Rooney’s younger of two teenage sons is sprawled beyond the table. The condition of the corpse is so appalling that Jergen must look away.

“It’s the remaining son,” Dubose says, “who’s suffered the psychological collapse. His name’s Ramsey. From the Old English, meaning ‘male sheep.’ Ironic, huh? He might have been a lamb once, but not anymore.”

The mother had tried to flee. She’d made it out the back door and onto the screened porch.

Blouse ripped away. Bra torn off. Face wrenched in terror. Lips cruelly bitten, mouth agape in a silent scream. The wide-open eyes suggest that the last thing she’d seen was an abomination worse than her oncoming death. Her neck is broken.

Here on the screened porch, the sound of the windmills has yet a different character. The fine mesh that bars flying insects also seines the crisp edges from the slashing-sword noise, so that the porch seems to be a way station between life and afterlife, where a host of spirit voices softly whisper secrets about what lies beyond death.

Dubose says, “Let’s go have a look at Ramsey.”


10


THE DIRT LANE IS ELEVATED a foot or two above the flanking fields. It is hardpan in which Egon Gottfrey and his men leave no tracks, nor are there any bootprints impressed by Ancel and Clare Hawk the previous day.

Seen closer than from the paved road, the flourishing weeds are even stranger than they had seemed before, riotous thickets in great variety, many of the species unknown to Gottfrey. His attention is drawn to certain gnarled bushes with needled leaves and wiry stems from which are suspended clusters of pale sacs. From the highway, he’d thought the sacs were thumbsize, bladderlike. But they are larger and more like cocoons than bladders, but not cocoons, either, vaguely reminiscent of something that eludes him.

Perhaps because the eerie fields appear to be hostile, like some alien landscape that harbors unknown lethal life forms, Gottfrey thinks of Judge Sheila Draper-Cruxton and the angry dressing-down she meted out to him in their most recent phone conversation. You better stop wasting your testosterone, Gottfrey. Keep your pants zipped, man up, start breaking heads, and get the job done.

The dark clouds race north, harried by some high-altitude wind not felt at ground level. The sky lowers, and birds shriek overhead as they flee toward what few roosts of refuge this flat territory contains.

As Gottfrey and his men continue along the hardpan, they come to a place where the creepy bushes grow within a foot of the lane. He stops to peer more closely at them. The clustered and slightly wrinkled sacs are moist and milky but not opaque. In fact, they are semitranslucent, and dark shapes are coddled within them, as if things wait therein to be born. But these are definitely not cocoons.

“What is it, what’re you doing?” Rupert Baldwin asks.
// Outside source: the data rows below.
//! The conversion pass: ASCII line art to box-drawing glyphs, in place.
//!
//! ### Workflow
//! 1. `Grid::from_bytes` materialises the file.
//! 2. `convert_grid` walks every cell row-major, left to right:
//!    `-`/`|` become straight segments, `+`/`*` look at their four axis
//!    neighbours and take a glyph from the table their marker selects.
//! 3. `Grid`'s `Display` joins the rows back up.
//!
//! Junctions read the grid as it is at the moment they are visited, so
//! some of their neighbours are already converted and some are not. Both
//! forms are connectors, which makes the result independent of visiting
//! order; the order is still fixed to keep output reproducible.

use log::trace;

use crate::core::{
    config::Config,
    connector::is_connector,
    glyphs::{Neighbors, segment_glyph},
    grid::Grid,
};

/// What a single pass replaced.
#[derive(Clone, Copy, Debug, Default, Eq, PartialEq)]
pub struct PassStats {
    pub segments: usize,
    pub junctions: usize,
}

/// Bitmask of the connectors around `(row, col)`.
///
/// Row/column 0 probe `usize::MAX` for their missing neighbour, which the
/// grid treats like any other out-of-bounds read.
#[must_use]
pub fn junction_neighbors(grid: &Grid, row: usize, col: usize) -> Neighbors {
    let probes = [
        (Neighbors::UP, row.wrapping_sub(1), col),
        (Neighbors::DOWN, row + 1, col),
        (Neighbors::LEFT, row, col.wrapping_sub(1)),
        (Neighbors::RIGHT, row, col + 1),
    ];

    let mut mask = Neighbors::empty();
    for (dir, r, c) in probes {
        if is_connector(grid.get(r, c)) {
            mask |= dir;
        }
    }
    mask
}

/// Convert `grid` in place. Never fails: unknown characters pass through.
pub fn convert_grid(grid: &mut Grid, config: &Config) -> PassStats {
    let mut stats = PassStats::default();

    for row in 0..grid.height() {
        for col in 0..grid.width() {
            let ch = grid.get(row, col);

            if let Some(seg) = segment_glyph(ch) {
                grid.set(row, col, seg);
                stats.segments += 1;
            } else if let Some(style) = config.style_for(ch) {
                let mask = junction_neighbors(grid, row, col);
                let glyph = style.glyph(mask);
                trace!("({row}, {col}) {ch:?} {mask:?} -> {glyph:?}");
                grid.set(row, col, glyph);
                stats.junctions += 1;
            }
        }
    }
    stats
}

/// One-shot helper with the default marker styles.
#[must_use]
pub fn convert(input: &[u8]) -> String {
    convert_with(input, &Config::default())
}

#[must_use]
pub fn convert_with(input: &[u8], config: &Config) -> String {
    let mut grid = Grid::from_bytes(input);
    convert_grid(&mut grid, config);
    grid.to_string()
}
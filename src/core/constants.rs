//! A collection of constants.

/// Returned by out-of-bounds grid reads; never a connector.
pub const SENTINEL: char = '\0';

/// Rows are separated by this and nothing else.
pub const LINE_BREAK: char = '\n';

/// Square-corner junction marker
pub const PLUS: char = '+';
/// Rounded-corner junction marker
pub const STAR: char = '*';
/// Horizontal segment marker
pub const DASH: char = '-';
/// Vertical segment marker
pub const PIPE: char = '|';

/// `─`
pub const HORIZONTAL: char = '\u{2500}';
/// `│`
pub const VERTICAL: char = '\u{2502}';

/// First and last scalar of the Unicode "Box Drawing" block.
pub const BOX_DRAWING_FIRST: char = '\u{2500}';
pub const BOX_DRAWING_LAST: char = '\u{257F}';
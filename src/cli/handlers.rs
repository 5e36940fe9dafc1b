use std::{
    fs,
    io::{self, Read, Write},
    path::Path,
};

use log::debug;

use crate::{
    core::{config::Config, error::Error, grid::Grid},
    render::convert_grid,
};

/// Read a whole input; `-` means stdin.
pub fn read_input(path: &Path) -> Result<Vec<u8>, Error> {
    if path.as_os_str() == "-" {
        let mut buf = Vec::new();
        io::stdin()
            .lock()
            .read_to_end(&mut buf)
            .map_err(|e| Error::file_access(path, e))?;
        Ok(buf)
    } else {
        fs::read(path).map_err(|e| Error::file_access(path, e))
    }
}

/// Convert each file in turn into `out`. Stops at the first failure, so
/// later paths are never opened.
pub fn convert_files<W: Write>(
    paths: &[impl AsRef<Path>],
    config: &Config,
    mut out: W,
) -> Result<(), Error> {
    for path in paths {
        let path = path.as_ref();
        let data = read_input(path)?;

        let mut grid = Grid::from_bytes(&data);
        let stats = convert_grid(&mut grid, config);
        debug!(
            "{}: {} bytes, {}x{} grid, {} segments, {} junctions",
            path.display(),
            data.len(),
            grid.width(),
            grid.height(),
            stats.segments,
            stats.junctions
        );

        write!(out, "{grid}").map_err(Error::Output)?;
        out.flush().map_err(Error::Output)?;
    }
    Ok(())
}

#[cfg(test)]
mod tests {
    use std::io::Write as _;

    use tempfile::NamedTempFile;

    use super::*;

    fn fixture(text: &str) -> NamedTempFile {
        let mut f = NamedTempFile::new().unwrap();
        f.write_all(text.as_bytes()).unwrap();
        f
    }

    #[test]
    fn files_are_concatenated_without_separators() {
        let a = fixture("+-+\n");
        let b = fixture("*-*");
        let mut out = Vec::new();
        convert_files(&[a.path(), b.path()], &Config::default(), &mut out).unwrap();
        assert_eq!(String::from_utf8(out).unwrap(), "╶─╴\n╶─╴");
    }

    #[test]
    fn first_failure_stops_the_run() {
        let dir = tempfile::tempdir().unwrap();
        let missing = dir.path().join("missing.txt");
        let good = fixture("|");

        let mut out = Vec::new();
        let err = convert_files(
            &[good.path(), missing.as_path(), good.path()],
            &Config::default(),
            &mut out,
        )
        .unwrap_err();

        assert!(matches!(&err, Error::FileAccess { path, .. } if *path == missing));
        assert!(err.to_string().starts_with(&missing.display().to_string()));
        assert_eq!(String::from_utf8(out).unwrap(), "│");
    }

    /// Accepts nothing; counts how often it was asked.
    struct ClosedPipe(usize);

    impl io::Write for ClosedPipe {
        fn write(&mut self, _: &[u8]) -> io::Result<usize> {
            self.0 += 1;
            Err(io::Error::new(io::ErrorKind::BrokenPipe, "closed"))
        }
        fn flush(&mut self) -> io::Result<()> {
            Ok(())
        }
    }

    #[test]
    fn write_failure_stops_the_run() {
        let good = fixture("+-+");
        let dir = tempfile::tempdir().unwrap();
        // would be a read failure if the run went on past the first file
        let missing = dir.path().join("after.txt");

        let mut sink = ClosedPipe(0);
        let err = convert_files(
            &[good.path(), missing.as_path()],
            &Config::default(),
            &mut sink,
        )
        .unwrap_err();

        assert!(
            matches!(&err, Error::Output(e) if e.kind() == io::ErrorKind::BrokenPipe),
            "{err:?}"
        );
        assert_eq!(err.to_string(), "write error: closed");
        assert_eq!(sink.0, 1);
    }

    #[test]
    fn directory_is_a_read_failure() {
        let dir = tempfile::tempdir().unwrap();
        let err = read_input(dir.path()).unwrap_err();
        assert!(matches!(err, Error::FileAccess { .. }));
    }

    #[test]
    fn raw_bytes_survive_the_trip() {
        let mut f = NamedTempFile::new().unwrap();
        f.write_all(b"caf\xC3\xA9 -\xFE-").unwrap();
        let mut out = Vec::new();
        convert_files(&[f.path()], &Config::default(), &mut out).unwrap();
        assert_eq!(String::from_utf8(out).unwrap(), "café ─\u{FFFD}─");
    }
}
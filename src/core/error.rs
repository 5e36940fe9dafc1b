//! Centralised error type used across the crate.
//!
//! Conversion itself is total; only the I/O around it can fail, and every
//! failure ends the run.

use std::{io, path::PathBuf};

use thiserror::Error;

#[derive(Debug, Error)]
pub enum Error {
    /// Opening or reading an input file failed.
    #[error("{}: {source}", path.display())]
    FileAccess {
        path: PathBuf,
        #[source]
        source: io::Error,
    },
    /// Writing converted text to the output sink failed.
    #[error("write error: {0}")]
    Output(#[source] io::Error),
}

impl Error {
    pub(crate) fn file_access(path: impl Into<PathBuf>, source: io::Error) -> Self {
        Self::FileAccess {
            path: path.into(),
            source,
        }
    }
}
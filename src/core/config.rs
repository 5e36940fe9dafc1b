//! Conversion configuration + fluent builder.

use crate::core::{
    constants::{PLUS, STAR},
    glyphs::Style,
};

/// Which glyph table each junction marker draws from.
#[derive(Clone, Copy, Debug, Eq, PartialEq)]
pub struct Config {
    pub plus: Style,
    pub star: Style,
}

impl Default for Config {
    fn default() -> Self {
        Self {
            plus: Style::Square,
            star: Style::Rounded,
        }
    }
}

impl Config {
    #[inline]
    #[must_use]
    pub fn builder() -> ConfigBuilder {
        ConfigBuilder::default()
    }

    /// Style for a junction marker, `None` if `ch` is not one.
    #[inline]
    #[must_use]
    pub const fn style_for(&self, ch: char) -> Option<Style> {
        match ch {
            PLUS => Some(self.plus),
            STAR => Some(self.star),
            _ => None,
        }
    }
}

/// Unset fields fall back to [`Config::default`].
#[derive(Debug, Default)]
pub struct ConfigBuilder {
    plus: Option<Style>,
    star: Option<Style>,
}

impl ConfigBuilder {
    #[inline]
    #[must_use]
    pub fn plus(mut self, s: Style) -> Self {
        self.plus = Some(s);
        self
    }
    #[inline]
    #[must_use]
    pub fn star(mut self, s: Style) -> Self {
        self.star = Some(s);
        self
    }

    #[must_use]
    pub fn build(self) -> Config {
        let d = Config::default();
        Config {
            plus: self.plus.unwrap_or(d.plus),
            star: self.star.unwrap_or(d.star),
        }
    }
}

impl From<ConfigBuilder> for Config {
    fn from(b: ConfigBuilder) -> Self {
        b.build()
    }
}

#[cfg(test)]
mod tests {
    use super::*;

    #[test]
    fn default_routes_markers_to_their_own_style() {
        let cfg = Config::default();
        assert_eq!(cfg.style_for('+'), Some(Style::Square));
        assert_eq!(cfg.style_for('*'), Some(Style::Rounded));
        assert_eq!(cfg.style_for('x'), None);
    }

    #[test]
    fn builder_overrides_only_what_is_set() {
        let cfg = Config::builder().plus(Style::Rounded).build();
        assert_eq!(cfg.plus, Style::Rounded);
        assert_eq!(cfg.star, Style::Rounded);

        let cfg: Config = Config::builder().star(Style::Square).into();
        assert_eq!(cfg.plus, Style::Square);
        assert_eq!(cfg.star, Style::Square);
    }
}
Rupert and Vince have halted twenty feet ahead of him and are watching him inspect the plant.

“I just thought …” Gottfrey shakes his head. “Nothing. It’s nothing.”

As they continue toward the buildings, he stares at the bushes, fascinated beyond all reason. He wonders if the sacs are actually part of the plant. Although they aren’t spun-silk cocoons, perhaps they’re extruded in another fashion by an insect unknown to him, the fields infested by some pestilence. Abruptly he stops again when he realizes of what the sacs remind him. Pale, yes. Semitranslucent, yes. But they nonetheless resemble testicles.

“Egon?” Rupert says.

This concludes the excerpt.